What to produce: Comb through the entries for "clone" and pull out each line that holds it.

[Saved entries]
▼
// Copyright 2026 the Number Atlas Authors
// SPDX-License-Identifier: Apache-2.0 OR MIT

//! A font rasterizer that draws every glyph as a solid block.

use std::sync::Arc;
use std::sync::atomic::{AtomicUsize, Ordering};

use hashbrown::HashMap;
use number_atlas::raster::{AtlasParams, DynamicFontAtlas, FontRasterizer};
use number_atlas::{Error, GlyphRect, RasterizedFont, SourceFont};
use tiny_skia::{Paint, Pixmap, Rect, Transform};

/// A font with no data. Every call returns a font with a distinct identity.
pub(crate) fn block_font(name: &str) -> SourceFont {
    SourceFont::from_bytes(name, Vec::new(), 0)
}

/// Lays glyphs out in rows, each a block half as wide as the super-sampled
/// point size and as tall as it, surrounded by the atlas padding.
#[derive(Debug, Default)]
pub(crate) struct BlockRasterizer {
    missing: Vec<char>,
    created: Arc<AtomicUsize>,
}

impl BlockRasterizer {
    pub(crate) fn new() -> Self {
        Self::default()
    }

    /// A rasterizer whose fonts have no glyph for any of `missing`.
    pub(crate) fn without(missing: &[char]) -> Self {
        Self {
            missing: missing.to_vec(),
            ..Self::default()
        }
    }

    /// Shared count of the atlases created so far.
    pub(crate) fn created(&self) -> Arc<AtomicUsize> {
        Arc::clone(&self.created)
    }
}

impl FontRasterizer for BlockRasterizer {
    type Atlas = BlockAtlas;

    fn create_font_atlas(
        &mut self,
        _font: &SourceFont,
        params: &AtlasParams,
    ) -> Result<BlockAtlas, Error> {
        self.created.fetch_add(1, Ordering::Relaxed);
        let pixmap = Pixmap::new(params.width, params.height)
            .ok_or_else(|| Error::surface_allocation(params.width, params.height))?;
        Ok(BlockAtlas {
            params: *params,
            missing: self.missing.clone(),
            pixmap,
            glyphs: HashMap::new(),
            pen: (0, 0),
        })
    }
}

#[derive(Debug)]
pub(crate) struct BlockAtlas {
    params: AtlasParams,
    missing: Vec<char>,
    pixmap: Pixmap,
    glyphs: HashMap<char, GlyphRect>,
    pen: (u32, u32),
}

impl DynamicFontAtlas for BlockAtlas {
    fn add_characters(&mut self, characters: &[char]) -> Result<(), Error> {
        let AtlasParams {
            point_size,
            padding,
            width,
            height,
            ..
        } = self.params;
        let glyph = (point_size / 2, point_size);
        let slot = (glyph.0 + 2 * padding, glyph.1 + 2 * padding);

        let mut paint = Paint::default();
        paint.set_color_rgba8(255, 255, 255, 255);
        for &ch in characters {
            if self.glyphs.contains_key(&ch) {
                continue;
            }
            if self.missing.contains(&ch) {
                return Err(Error::missing_glyph(ch));
            }
            if self.pen.0 + slot.0 > width {
                self.pen = (0, self.pen.1 + slot.1);
            }
            if self.pen.1 + slot.1 > height {
                return Err(Error::atlas_full(ch, width, height));
            }
            let rect = GlyphRect::new(self.pen.0 + padding, self.pen.1 + padding, glyph.0, glyph.1);
            self.pen.0 += slot.0;

            let fill = Rect::from_xywh(
                rect.x as f32,
                rect.y as f32,
                rect.width as f32,
                rect.height as f32,
            )
            .ok_or_else(|| Error::missing_glyph(ch))?;
            self.pixmap
                .fill_rect(fill, &paint, Transform::identity(), None);
            self.glyphs.insert(ch, rect);
        }
        Ok(())
    }

    fn into_static(self) -> RasterizedFont {
        RasterizedFont::new(self.pixmap, self.glyphs, &self.params)
    }
}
▲
Solution to the problem:
        Arc::clone(&self.created)
            missing: self.missing.clone(),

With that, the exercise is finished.